Don’t worry if any of those terms are unfamiliar to you — you’ll get to know them all soon.

A special thanks to Michael Katz and the editorial team of iOS 11 by Tutorials. Michael wrote that book’s “Natural Language Processing” chapter, on which this chapter is heavily based. Specifically, we reuse much of the starter project and general structure from that chapter, but we implement things differently, here. This chapter does cover some additional topics, such as training custom models, so we recommend going through it even if you’ve already read that book.

Getting started

Open the SMDB starter project in Xcode. Build and run to check out the app, which starts out looking like this (pull down on the list to reveal the Search bar):

The SMDB app
The SMDB app

The Search feature doesn’t work yet, but you’ll fix that soon. The app contains the following four tabs:

  • All: Shows a list of every movie review loaded from the “server.” (To keep things simple, SMDB actually loads from a JSON file included with the project.) You’ll add “heart-eyes” and “sad-face” emojis to the positive and negative reviews, respectively.

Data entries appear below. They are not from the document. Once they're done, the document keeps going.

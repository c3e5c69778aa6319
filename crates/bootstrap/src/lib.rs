//! Shared bootstrap utilities for simulation processes.
//!
//! Provides environment configuration loading and logging setup that every
//! manager or component binary reuses.
pub mod config;
pub mod logging;

pub use config::{
    PlatformConfig, bus_from_env, bus_from_lookup, component_from_env, component_from_lookup,
    manager_from_env, manager_from_lookup,
};
pub use logging::LoggingConfig;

  • By Movie: Lists movie names where users can tap a name to only see reviews for that movie. You’ll eventually include tomato ratings showing each movie’s average review sentiment.

  • By Actor: Currently empty, you’ll make it show a list of names automatically discovered from the reviews, along with emoji showing the average sentiment for reviews mentioning each name. Users will be able to tap a name and see all the reviews that mention it.

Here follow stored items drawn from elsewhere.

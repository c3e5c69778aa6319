//! Environment configuration loaders for the bus, components and the manager.
//!
//! Every loader comes in two forms: `from_env` reads the process environment,
//! `from_lookup` takes any `name -> value` function. Unset or unparsable
//! variables keep the default of the corresponding field.
use std::env;
use std::str::FromStr;
use std::time::Duration;

use sim_messages::Timestamp;
use sim_runtime::{BusConfig, ComponentConfig, ManagerConfig};
use tracing::warn;

/// Everything a simulation process reads from its environment.
#[derive(Clone, Debug, Default)]
pub struct PlatformConfig {
    pub bus: BusConfig,
    pub component: ComponentConfig,
    pub manager: ManagerConfig,
}

impl PlatformConfig {
    pub fn from_env() -> Self {
        Self::from_lookup(|name| env::var(name).ok())
    }

    pub fn from_lookup<F>(lookup: F) -> Self
    where
        F: Fn(&str) -> Option<String>,
    {
        let env = Env(lookup);
        Self {
            bus: read_bus(&env),
            component: read_component(&env),
            manager: read_manager(&env),
        }
    }
}

/// Broker settings.
///
/// Environment variables:
/// - `RABBITMQ_HOST` / `RABBITMQ_PORT` (default: localhost:5672)
/// - `RABBITMQ_LOGIN` / `RABBITMQ_PASSWORD` (default: empty)
/// - `RABBITMQ_SSL`, `RABBITMQ_SSL_VERSION`, `RABBITMQ_SSL_VERIFY`
/// - `RABBITMQ_EXCHANGE`, `RABBITMQ_EXCHANGE_AUTODELETE`, `RABBITMQ_EXCHANGE_DURABLE`
pub fn bus_from_env() -> BusConfig {
    bus_from_lookup(|name| env::var(name).ok())
}

pub fn bus_from_lookup<F: Fn(&str) -> Option<String>>(lookup: F) -> BusConfig {
    read_bus(&Env(lookup))
}

/// Component identity and topics.
///
/// Environment variables:
/// - `SIMULATION_ID`, `SIMULATION_COMPONENT_NAME`
/// - `SIMULATION_EPOCH_MESSAGE_TOPIC`, `SIMULATION_STATE_MESSAGE_TOPIC`
/// - `SIMULATION_STATUS_MESSAGE_TOPIC`, `SIMULATION_ERROR_MESSAGE_TOPIC`
/// - `SIMULATION_OTHER_TOPICS` (comma separated)
pub fn component_from_env() -> ComponentConfig {
    component_from_lookup(|name| env::var(name).ok())
}

pub fn component_from_lookup<F: Fn(&str) -> Option<String>>(lookup: F) -> ComponentConfig {
    read_component(&Env(lookup))
}

/// Manager settings.
///
/// Environment variables:
/// - `SIMULATION_ID`, `SIMULATION_MANAGER_NAME`, `SIMULATION_COMPONENTS` (comma separated)
/// - `SIMULATION_NAME`, `SIMULATION_DESCRIPTION`
/// - `SIMULATION_INITIAL_START_TIME` (ISO 8601)
/// - `SIMULATION_EPOCH_LENGTH` (whole seconds), `SIMULATION_MAX_EPOCHS`
/// - `SIMULATION_EPOCH_TIMER_INTERVAL`, `SIMULATION_STOP_GRACE_PERIOD` (seconds)
/// - `SIMULATION_MAX_EPOCH_RESENDS`
/// - the four topic variables shared with components
pub fn manager_from_env() -> ManagerConfig {
    manager_from_lookup(|name| env::var(name).ok())
}

pub fn manager_from_lookup<F: Fn(&str) -> Option<String>>(lookup: F) -> ManagerConfig {
    read_manager(&Env(lookup))
}

struct Env<F>(F);

impl<F> Env<F>
where
    F: Fn(&str) -> Option<String>,
{
    fn string(&self, key: &str) -> Option<String> {
        (self.0)(key)
    }

    fn parse<T: FromStr>(&self, key: &str) -> Option<T> {
        let raw = self.string(key)?;
        match raw.trim().parse() {
            Ok(value) => Some(value),
            Err(_) => {
                warn!(variable = key, value = %raw, "ignoring unparsable setting");
                None
            }
        }
    }

    /// Only a case-insensitive `true` counts as set.
    fn flag(&self, key: &str) -> Option<bool> {
        self.string(key)
            .map(|value| value.trim().eq_ignore_ascii_case("true"))
    }

    fn list(&self, key: &str) -> Option<Vec<String>> {
        self.string(key).map(|value| {
            value
                .split(',')
                .map(str::trim)
                .filter(|item| !item.is_empty())
                .map(str::to_owned)
                .collect()
        })
    }

    fn seconds(&self, key: &str) -> Option<Duration> {
        let seconds: f64 = self.parse(key)?;
        let duration = Duration::try_from_secs_f64(seconds).ok();
        if duration.is_none() {
            warn!(variable = key, seconds, "ignoring invalid duration");
        }
        duration
    }

    fn timestamp(&self, key: &str) -> Option<Timestamp> {
        let raw = self.string(key)?;
        Timestamp::parse(&raw)
            .inspect_err(|error| warn!(variable = key, %error, "ignoring invalid timestamp"))
            .ok()
    }
}

fn read_bus<F: Fn(&str) -> Option<String>>(env: &Env<F>) -> BusConfig {
    let mut config = BusConfig::default();

    if let Some(host) = env.string("RABBITMQ_HOST") {
        config.host = host;
    }
    if let Some(port) = env.parse("RABBITMQ_PORT") {
        config.port = port;
    }
    if let Some(login) = env.string("RABBITMQ_LOGIN") {
        config.login = login;
    }
    if let Some(password) = env.string("RABBITMQ_PASSWORD") {
        config.password = password;
    }
    if let Some(exchange) = env.string("RABBITMQ_EXCHANGE") {
        config.exchange = exchange;
    }
    if let Some(auto_delete) = env.flag("RABBITMQ_EXCHANGE_AUTODELETE") {
        config.exchange_auto_delete = auto_delete;
    }
    if let Some(durable) = env.flag("RABBITMQ_EXCHANGE_DURABLE") {
        config.exchange_durable = durable;
    }

    // TLS
    if let Some(enabled) = env.flag("RABBITMQ_SSL") {
        config.tls.enabled = enabled;
    }
    if let Some(version) = env.string("RABBITMQ_SSL_VERSION") {
        config.tls.version = version;
    }
    if let Some(verify) = env.flag("RABBITMQ_SSL_VERIFY") {
        config.tls.verify_certificate = verify;
    }

    config
}

struct Topics {
    epoch: Option<String>,
    simulation_state: Option<String>,
    status: Option<String>,
    error: Option<String>,
}

fn read_topics<F: Fn(&str) -> Option<String>>(env: &Env<F>) -> Topics {
    Topics {
        epoch: env.string("SIMULATION_EPOCH_MESSAGE_TOPIC"),
        simulation_state: env.string("SIMULATION_STATE_MESSAGE_TOPIC"),
        status: env.string("SIMULATION_STATUS_MESSAGE_TOPIC"),
        error: env.string("SIMULATION_ERROR_MESSAGE_TOPIC"),
    }
}

fn read_component<F: Fn(&str) -> Option<String>>(env: &Env<F>) -> ComponentConfig {
    let mut config = ComponentConfig::default();

    if let Some(id) = env.string("SIMULATION_ID") {
        config.simulation_id = id;
    }
    if let Some(name) = env.string("SIMULATION_COMPONENT_NAME") {
        config.component_name = name;
    }

    let topics = read_topics(env);
    if let Some(topic) = topics.epoch {
        config.epoch_topic = topic;
    }
    if let Some(topic) = topics.simulation_state {
        config.simulation_state_topic = topic;
    }
    if let Some(topic) = topics.status {
        config.status_topic = topic;
    }
    if let Some(topic) = topics.error {
        config.error_topic = topic;
    }
    if let Some(other) = env.list("SIMULATION_OTHER_TOPICS") {
        config.other_topics = other;
    }

    config
}

fn read_manager<F: Fn(&str) -> Option<String>>(env: &Env<F>) -> ManagerConfig {
    let mut config = ManagerConfig::default();

    if let Some(id) = env.string("SIMULATION_ID") {
        config.simulation_id = id;
    }
    if let Some(name) = env.string("SIMULATION_MANAGER_NAME") {
        config.manager_name = name;
    }
    if let Some(components) = env.list("SIMULATION_COMPONENTS") {
        config.components = components;
    }
    config.simulation_name = env.string("SIMULATION_NAME").filter(|name| !name.is_empty());
    config.simulation_description = env
        .string("SIMULATION_DESCRIPTION")
        .filter(|description| !description.is_empty());

    // Epoch timing
    if let Some(start) = env.timestamp("SIMULATION_INITIAL_START_TIME") {
        config.initial_start_time = start;
    }
    if let Some(length) = env.parse::<u64>("SIMULATION_EPOCH_LENGTH") {
        config.epoch_length = Duration::from_secs(length);
    }
    if let Some(max_epochs) = env.parse("SIMULATION_MAX_EPOCHS") {
        config.max_epochs = max_epochs;
    }
    if let Some(interval) = env.seconds("SIMULATION_EPOCH_TIMER_INTERVAL") {
        config.epoch_timer_interval = interval;
    }
    if let Some(resends) = env.parse("SIMULATION_MAX_EPOCH_RESENDS") {
        config.max_epoch_resends = resends;
    }
    if let Some(grace) = env.seconds("SIMULATION_STOP_GRACE_PERIOD") {
        config.stop_grace_period = grace;
    }

    let topics = read_topics(env);
    if let Some(topic) = topics.epoch {
        config.epoch_topic = topic;
    }
    if let Some(topic) = topics.simulation_state {
        config.simulation_state_topic = topic;
    }
    if let Some(topic) = topics.status {
        config.status_topic = topic;
    }
    if let Some(topic) = topics.error {
        config.error_topic = topic;
    }

    config
}

#[cfg(test)]
mod tests {
    use std::collections::HashMap;

    use super::*;

    fn lookup<'a>(vars: &'a [(&'a str, &'a str)]) -> impl Fn(&str) -> Option<String> + 'a {
        let vars: HashMap<&str, &str> = vars.iter().copied().collect();
        move |name| vars.get(name).map(|value| (*value).to_owned())
    }

    #[test]
    fn empty_environment_gives_defaults() {
        let config = PlatformConfig::from_lookup(|_| None);
        assert_eq!(config.bus, BusConfig::default());
        assert_eq!(config.component, ComponentConfig::default());
        assert_eq!(config.manager, ManagerConfig::default());
        assert_eq!(config.manager.initial_start_time.to_string(), "2020-01-01T00:00:00.000Z");
    }

    #[test]
    fn bus_settings_are_read() {
        let config = bus_from_lookup(lookup(&[
            ("RABBITMQ_HOST", "broker.local"),
            ("RABBITMQ_PORT", "5671"),
            ("RABBITMQ_LOGIN", "guest"),
            ("RABBITMQ_PASSWORD", "secret"),
            ("RABBITMQ_SSL", "TRUE"),
            ("RABBITMQ_SSL_VERIFY", "false"),
            ("RABBITMQ_EXCHANGE", "procem"),
            ("RABBITMQ_EXCHANGE_DURABLE", "True"),
            ("RABBITMQ_EXCHANGE_AUTODELETE", "yes"),
        ]));

        assert_eq!(config.host, "broker.local");
        assert_eq!(config.port, 5671);
        assert_eq!(config.login, "guest");
        assert_eq!(config.password, "secret");
        assert!(config.tls.enabled);
        assert!(!config.tls.verify_certificate);
        assert_eq!(config.tls.version, "PROTOCOL_TLS");
        assert_eq!(config.exchange, "procem");
        assert!(config.exchange_durable);
        // Anything other than "true" is false.
        assert!(!config.exchange_auto_delete);
    }

    #[test]
    fn bad_port_keeps_the_default() {
        let config = bus_from_lookup(lookup(&[("RABBITMQ_PORT", "amqp")]));
        assert_eq!(config.port, 5672);
    }

    #[test]
    fn component_topics_and_lists() {
        let config = component_from_lookup(lookup(&[
            ("SIMULATION_ID", "2021-01-01T00:00:00.000Z"),
            ("SIMULATION_COMPONENT_NAME", "grid"),
            ("SIMULATION_EPOCH_MESSAGE_TOPIC", "Sim.Epoch"),
            ("SIMULATION_OTHER_TOPICS", "Forecast.Weather, Result.#,,"),
        ]));

        assert_eq!(config.simulation_id, "2021-01-01T00:00:00.000Z");
        assert_eq!(config.component_name, "grid");
        assert_eq!(config.epoch_topic, "Sim.Epoch");
        assert_eq!(config.simulation_state_topic, "SimState");
        assert_eq!(config.other_topics, ["Forecast.Weather", "Result.#"]);
    }

    #[test]
    fn manager_timing_settings() {
        let config = manager_from_lookup(lookup(&[
            ("SIMULATION_COMPONENTS", "grid,storage"),
            ("SIMULATION_NAME", "Winter week"),
            ("SIMULATION_INITIAL_START_TIME", "2021-02-01T00:00:00Z"),
            ("SIMULATION_EPOCH_LENGTH", "900"),
            ("SIMULATION_MAX_EPOCHS", "96"),
            ("SIMULATION_EPOCH_TIMER_INTERVAL", "2.5"),
            ("SIMULATION_MAX_EPOCH_RESENDS", "3"),
            ("SIMULATION_STOP_GRACE_PERIOD", "-1"),
        ]));

        assert_eq!(config.components, ["grid", "storage"]);
        assert_eq!(config.simulation_name.as_deref(), Some("Winter week"));
        assert_eq!(config.simulation_description, None);
        assert_eq!(config.initial_start_time.to_string(), "2021-02-01T00:00:00.000Z");
        assert_eq!(config.epoch_length, Duration::from_secs(900));
        assert_eq!(config.max_epochs, 96);
        assert_eq!(config.epoch_timer_interval, Duration::from_millis(2500));
        assert_eq!(config.max_epoch_resends, 3);
        // Negative durations are rejected.
        assert_eq!(config.stop_grace_period, Duration::from_secs(5));
    }
}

  • By Language: Currently empty, it will soon list languages detected in the reviews. Users will then be able to tap a language to read all the reviews written in it.

You’ll add these missing features inside NLPHelper.swift, so open it now. It includes empty stubs for the functions that you’ll implement. Notice that it also imports the Natural Language framework, giving you access to well-trained machine-learning models for several NLP tasks. The first one you’ll take a look at is language identification.

Language identification

Your first classification task will be identifying the language of a piece of text. This is a common first step with NLP because different languages often need to be handled differently. For example, English and Chinese sentences are not tokenized in the same way.

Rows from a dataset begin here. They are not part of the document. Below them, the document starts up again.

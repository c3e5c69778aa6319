//! In-process topic exchange implementing [`Broker`].

use std::collections::HashMap;
use std::sync::Arc;
use std::sync::atomic::{AtomicBool, Ordering};

use async_trait::async_trait;
use tokio::sync::{Mutex, mpsc};
use tracing::{debug, trace};

use super::broker::{Broker, Connection, Delivery, Queue};
use super::config::BusConfig;
use super::topic::TopicPattern;
use crate::api::BrokerError;

struct Binding {
    queue_id: u64,
    patterns: Vec<TopicPattern>,
    sender: mpsc::UnboundedSender<Delivery>,
}

struct Exchange {
    durable: bool,
    auto_delete: bool,
    bindings: Vec<Binding>,
}

#[derive(Default)]
struct BrokerState {
    exchanges: HashMap<String, Exchange>,
    next_queue_id: u64,
}

/// Broker living inside the process, shared by cloning.
///
/// Exchanges are declared on connect; redeclaring one with different
/// durability or auto-delete settings fails like it would on a real broker.
/// An auto-delete exchange disappears when its last queue is released.
#[derive(Clone, Default)]
pub struct MemoryBroker {
    state: Arc<Mutex<BrokerState>>,
    credentials: Option<(String, String)>,
}

impl MemoryBroker {
    pub fn new() -> Self {
        Self::default()
    }

    /// Only connections presenting this login and password are accepted.
    pub fn with_credentials(login: impl Into<String>, password: impl Into<String>) -> Self {
        Self {
            state: Arc::default(),
            credentials: Some((login.into(), password.into())),
        }
    }

    /// Number of queues currently bound to `exchange`.
    pub async fn queue_count(&self, exchange: &str) -> usize {
        self.state
            .lock()
            .await
            .exchanges
            .get(exchange)
            .map_or(0, |exchange| exchange.bindings.len())
    }
}

#[async_trait]
impl Broker for MemoryBroker {
    async fn connect(&self, config: &BusConfig) -> Result<Arc<dyn Connection>, BrokerError> {
        if let Some((login, password)) = &self.credentials
            && (login != &config.login || password != &config.password)
        {
            return Err(BrokerError::Authentication {
                login: config.login.clone(),
            });
        }

        let mut state = self.state.lock().await;
        let exchange = state
            .exchanges
            .entry(config.exchange.clone())
            .or_insert_with(|| Exchange {
                durable: config.exchange_durable,
                auto_delete: config.exchange_auto_delete,
                bindings: Vec::new(),
            });
        if exchange.durable != config.exchange_durable
            || exchange.auto_delete != config.exchange_auto_delete
        {
            return Err(BrokerError::ExchangeMismatch {
                exchange: config.exchange.clone(),
            });
        }

        debug!(
            address = %config.address(),
            exchange = %config.exchange,
            "memory broker connection opened"
        );
        Ok(Arc::new(MemoryConnection {
            state: Arc::clone(&self.state),
            exchange: config.exchange.clone(),
            queues: Mutex::new(Vec::new()),
            closed: AtomicBool::new(false),
        }))
    }
}

struct MemoryConnection {
    state: Arc<Mutex<BrokerState>>,
    exchange: String,
    queues: Mutex<Vec<u64>>,
    closed: AtomicBool,
}

#[async_trait]
impl Connection for MemoryConnection {
    async fn publish(&self, topic: &str, payload: Vec<u8>) -> Result<(), BrokerError> {
        if self.closed.load(Ordering::Acquire) {
            return Err(BrokerError::ConnectionClosed);
        }

        let mut state = self.state.lock().await;
        let Some(exchange) = state.exchanges.get_mut(&self.exchange) else {
            trace!(topic, "exchange has no queues, message dropped");
            return Ok(());
        };

        // Queues whose receiver is gone are unbound on the way.
        exchange.bindings.retain(|binding| {
            if !binding.patterns.iter().any(|pattern| pattern.matches(topic)) {
                return !binding.sender.is_closed();
            }
            binding
                .sender
                .send(Delivery {
                    topic: topic.to_owned(),
                    payload: payload.clone(),
                })
                .is_ok()
        });
        Ok(())
    }

    async fn bind_queue(&self, patterns: &[TopicPattern]) -> Result<Queue, BrokerError> {
        if self.closed.load(Ordering::Acquire) {
            return Err(BrokerError::ConnectionClosed);
        }

        let (sender, receiver) = mpsc::unbounded_channel();
        let mut state = self.state.lock().await;
        let queue_id = state.next_queue_id;
        state.next_queue_id += 1;

        let exchange = state
            .exchanges
            .get_mut(&self.exchange)
            .ok_or(BrokerError::ConnectionClosed)?;
        exchange.bindings.push(Binding {
            queue_id,
            patterns: patterns.to_vec(),
            sender,
        });
        self.queues.lock().await.push(queue_id);
        Ok(receiver)
    }

    async fn close(&self) {
        if self.closed.swap(true, Ordering::AcqRel) {
            return;
        }

        let owned = std::mem::take(&mut *self.queues.lock().await);
        let mut state = self.state.lock().await;
        let remove = match state.exchanges.get_mut(&self.exchange) {
            Some(exchange) => {
                exchange
                    .bindings
                    .retain(|binding| !owned.contains(&binding.queue_id));
                exchange.auto_delete && exchange.bindings.is_empty()
            }
            None => false,
        };
        if remove {
            state.exchanges.remove(&self.exchange);
            debug!(exchange = %self.exchange, "auto-delete exchange removed");
        }
    }
}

func getLanguage(text: String) -> NLLanguage? {
  NLLanguageRecognizer.dominantLanguage(for: text)
}
Languages identified in reviews
Xuqmiovek otomcuroel at yimaiky

Additional language identification options

The NLLanguageRecognizer performs just one task: identifying languages used in text. If you need it, then you’ll most often use it as you did here, via its convenience function dominantLanguage(for:). However, there are situations that call for more control, and, in those cases, you’ll need to create an NLLanguageRecognizer object and call some of its other methods.

Finding named entities

Sometimes, you’ll want to find names mentioned in a piece of text. Maybe you want to sort articles based on who they are about, organize restaurant reviews based on the cities they mention, or extract important information from a document, which often includes names of people, places and organizations. This is called named entity recognition (NER), and it’s a common NLP task with many use cases. It’s also a form of text classification.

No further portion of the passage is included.